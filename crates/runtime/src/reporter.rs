//! Progress reporting out of the decision loop.

use std::sync::Arc;

use history::SessionId;
use serde_json::json;
use tracing::{debug, info, warn};

use crate::broker::{EventKind, SessionBroker, SessionEvent};

#[derive(Debug, Clone, Copy, PartialEq, Eq)]
pub enum Stage {
    Decision,
    Confirmation,
    Execution,
    Interaction,
    Error,
    Completion,
}

impl Stage {
    pub fn as_str(&self) -> &'static str {
        match self {
            Stage::Decision => "decision",
            Stage::Confirmation => "confirmation",
            Stage::Execution => "execution",
            Stage::Interaction => "interaction",
            Stage::Error => "error",
            Stage::Completion => "completion",
        }
    }
}

/// Receives human-readable progress messages.
pub trait Reporter: Send + Sync {
    fn report(&self, stage: Stage, message: &str);
}

/// Writes progress to the tracing subscriber.
#[derive(Debug, Clone, Copy, Default)]
pub struct TracingReporter;

impl Reporter for TracingReporter {
    fn report(&self, stage: Stage, message: &str) {
        match stage {
            Stage::Error => warn!(stage = stage.as_str(), "{message}"),
            _ => info!(stage = stage.as_str(), "{message}"),
        }
    }
}

/// Publishes progress into a broker session.
pub struct SessionReporter {
    broker: Arc<SessionBroker>,
    session: SessionId,
}

impl SessionReporter {
    pub fn new(broker: Arc<SessionBroker>, session: SessionId) -> Self {
        Self { broker, session }
    }
}

impl Reporter for SessionReporter {
    fn report(&self, stage: Stage, message: &str) {
        let kind = match stage {
            Stage::Error => EventKind::Error,
            _ => EventKind::Update,
        };
        let event = SessionEvent::new(kind, message).with_data(json!({ "stage": stage.as_str() }));
        if let Err(err) = self.broker.publish_event(self.session, event) {
            debug!(session = %self.session, error = %err, "dropped progress event");
        }
    }
}

#[cfg(test)]
mod tests {
    use super::*;
    use std::time::Duration;

    #[tokio::test]
    async fn session_reporter_tags_stage() {
        let broker = Arc::new(SessionBroker::default());
        let id = broker.create_session();
        let reporter = SessionReporter::new(Arc::clone(&broker), id);
        reporter.report(Stage::Execution, "Executing calc/add");
        reporter.report(Stage::Error, "Unknown tool: pow");
        broker.close(id).unwrap();

        let events = broker
            .drain(id)
            .unwrap()
            .collect_events(Duration::from_secs(1))
            .await
            .unwrap();
        assert_eq!(events.len(), 2);
        assert_eq!(events[0].kind, EventKind::Update);
        assert_eq!(events[0].data.as_ref().unwrap()["stage"], "execution");
        assert_eq!(events[1].kind, EventKind::Error);
    }

    #[test]
    fn reporting_into_closed_session_is_harmless() {
        let broker = Arc::new(SessionBroker::default());
        let id = broker.create_session();
        broker.close(id).unwrap();
        SessionReporter::new(broker, id).report(Stage::Decision, "late");
    }
}
//! Wire types for the provider handshake (JSON-RPC 2.0, MCP dialect).

use serde::{Deserialize, Serialize};
use serde_json::Value;

pub const JSONRPC_VERSION: &str = "2.0";
pub const PROTOCOL_VERSION: &str = "2024-11-05";

/// JSON-RPC method-not-found error code.
pub const METHOD_NOT_FOUND: i32 = -32601;

/// Outgoing request.
#[derive(Debug, Clone, Serialize)]
pub struct JsonRpcRequest {
    pub jsonrpc: &'static str,
    pub id: RequestId,
    pub method: String,
    #[serde(skip_serializing_if = "Option::is_none")]
    pub params: Option<Value>,
}

impl JsonRpcRequest {
    pub fn new(id: impl Into<RequestId>, method: impl Into<String>) -> Self {
        Self {
            jsonrpc: JSONRPC_VERSION,
            id: id.into(),
            method: method.into(),
            params: None,
        }
    }

    pub fn with_params(mut self, params: Value) -> Self {
        self.params = Some(params);
        self
    }
}

/// Outgoing notification (no id, no response expected).
#[derive(Debug, Clone, Serialize)]
pub struct JsonRpcNotification {
    pub jsonrpc: &'static str,
    pub method: String,
    #[serde(skip_serializing_if = "Option::is_none")]
    pub params: Option<Value>,
}

impl JsonRpcNotification {
    pub fn new(method: impl Into<String>) -> Self {
        Self {
            jsonrpc: JSONRPC_VERSION,
            method: method.into(),
            params: None,
        }
    }
}

/// Reply sent back to a request the provider initiated.
#[derive(Debug, Clone, Serialize)]
pub struct JsonRpcReply {
    pub jsonrpc: &'static str,
    pub id: RequestId,
    #[serde(skip_serializing_if = "Option::is_none")]
    pub result: Option<Value>,
    #[serde(skip_serializing_if = "Option::is_none")]
    pub error: Option<JsonRpcError>,
}

impl JsonRpcReply {
    pub fn ok(id: RequestId, result: Value) -> Self {
        Self {
            jsonrpc: JSONRPC_VERSION,
            id,
            result: Some(result),
            error: None,
        }
    }

    pub fn method_not_found(id: RequestId, method: &str) -> Self {
        Self {
            jsonrpc: JSONRPC_VERSION,
            id,
            result: None,
            error: Some(JsonRpcError {
                code: METHOD_NOT_FOUND,
                message: format!("method not supported by client: {method}"),
                data: None,
            }),
        }
    }
}

/// Response to one of our requests.
#[derive(Debug, Clone, Deserialize)]
#[serde(deny_unknown_fields)]
pub struct JsonRpcResponse {
    pub jsonrpc: String,
    pub id: RequestId,
    #[serde(default)]
    pub result: Option<Value>,
    #[serde(default)]
    pub error: Option<JsonRpcError>,
}

impl JsonRpcResponse {
    /// Returns the result if successful, or the error object.
    ///
    /// Some providers omit `result` for void methods; a missing result reads
    /// as `null`.
    pub fn into_result(self) -> Result<Value, JsonRpcError> {
        match self.error {
            Some(error) => Err(error),
            None => Ok(self.result.unwrap_or(Value::Null)),
        }
    }
}

/// A frame that the provider initiated: a notification, or a request when
/// `id` is present.
#[derive(Debug, Clone, Deserialize)]
pub struct ProviderMessage {
    #[serde(default)]
    pub id: Option<RequestId>,
    pub method: String,
    #[serde(default)]
    pub params: Option<Value>,
}

/// Any frame read from a provider's stdout.
#[derive(Debug, Clone, Deserialize)]
#[serde(untagged)]
pub enum Incoming {
    Response(JsonRpcResponse),
    Message(ProviderMessage),
}

/// JSON-RPC error object.
#[derive(Debug, Clone, Deserialize, Serialize)]
pub struct JsonRpcError {
    pub code: i32,
    pub message: String,
    #[serde(default, skip_serializing_if = "Option::is_none")]
    pub data: Option<Value>,
}

impl std::fmt::Display for JsonRpcError {
    fn fmt(&self, f: &mut std::fmt::Formatter<'_>) -> std::fmt::Result {
        let code = self.code;
        let message = &self.message;
        write!(f, "[{code}] {message}")
    }
}

impl std::error::Error for JsonRpcError {}

/// Request id (string or number).
#[derive(Debug, Clone, PartialEq, Eq, Hash, Serialize, Deserialize)]
#[serde(untagged)]
pub enum RequestId {
    Number(i64),
    String(String),
}

impl From<i64> for RequestId {
    fn from(n: i64) -> Self {
        Self::Number(n)
    }
}

impl From<&str> for RequestId {
    fn from(s: &str) -> Self {
        Self::String(s.to_string())
    }
}

// --- MCP payloads ---

#[derive(Debug, Clone, Serialize)]
#[serde(rename_all = "camelCase")]
pub struct InitializeParams {
    pub protocol_version: String,
    pub capabilities: Value,
    pub client_info: Implementation,
}

impl Default for InitializeParams {
    fn default() -> Self {
        Self {
            protocol_version: PROTOCOL_VERSION.to_string(),
            capabilities: Value::Object(Default::default()),
            client_info: Implementation {
                name: "harbor".to_string(),
                version: Some(env!("CARGO_PKG_VERSION").to_string()),
            },
        }
    }
}

/// Name and version of either side of the connection.
#[derive(Debug, Clone, Deserialize, Serialize)]
pub struct Implementation {
    pub name: String,
    #[serde(default, skip_serializing_if = "Option::is_none")]
    pub version: Option<String>,
}

#[derive(Debug, Clone, Deserialize)]
#[serde(rename_all = "camelCase")]
pub struct InitializeResult {
    pub protocol_version: String,
    #[serde(default)]
    pub capabilities: ServerCapabilities,
    pub server_info: Implementation,
}

#[derive(Debug, Clone, Default, Deserialize)]
pub struct ServerCapabilities {
    #[serde(default)]
    pub tools: Option<Value>,
}

/// Tool definition returned by `tools/list`.
#[derive(Debug, Clone, PartialEq, Deserialize, Serialize)]
#[serde(rename_all = "camelCase")]
pub struct Tool {
    pub name: String,
    #[serde(default)]
    pub description: Option<String>,
    #[serde(default = "empty_schema")]
    pub input_schema: Value,
}

fn empty_schema() -> Value {
    serde_json::json!({ "type": "object" })
}

#[derive(Debug, Clone, Default, Serialize)]
pub struct ListToolsParams {
    #[serde(skip_serializing_if = "Option::is_none")]
    pub cursor: Option<String>,
}

#[derive(Debug, Clone, Deserialize)]
#[serde(rename_all = "camelCase")]
pub struct ListToolsResult {
    pub tools: Vec<Tool>,
    #[serde(default)]
    pub next_cursor: Option<String>,
}

#[derive(Debug, Clone, Serialize)]
pub struct CallToolParams {
    pub name: String,
    #[serde(skip_serializing_if = "Option::is_none")]
    pub arguments: Option<Value>,
}

/// Result of `tools/call`.
#[derive(Debug, Clone, Deserialize, Serialize)]
#[serde(rename_all = "camelCase")]
pub struct CallToolResult {
    #[serde(default)]
    pub content: Vec<ToolContent>,
    #[serde(default)]
    pub is_error: bool,
}

impl CallToolResult {
    /// Text blocks in order; non-text blocks are summarized by kind.
    pub fn texts(&self) -> Vec<String> {
        self.content.iter().map(ToolContent::to_text).collect()
    }
}

/// Content block returned by a tool.
#[derive(Debug, Clone, Deserialize, Serialize)]
#[serde(tag = "type", rename_all = "lowercase")]
pub enum ToolContent {
    Text {
        text: String,
    },
    Image {
        data: String,
        #[serde(rename = "mimeType")]
        mime_type: String,
    },
    Resource {
        resource: Value,
    },
}

impl ToolContent {
    pub fn text(text: impl Into<String>) -> Self {
        Self::Text { text: text.into() }
    }

    pub fn to_text(&self) -> String {
        match self {
            ToolContent::Text { text } => text.clone(),
            ToolContent::Image { mime_type, .. } => format!("[image {mime_type}]"),
            ToolContent::Resource { resource } => resource.to_string(),
        }
    }
}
* * *
Your goal ▸ Which of the lines above carry the string "Duration"? Pick them out and copy them.

Solved exercise ▸
    use std::time::Duration;
            .collect_events(Duration::from_secs(1))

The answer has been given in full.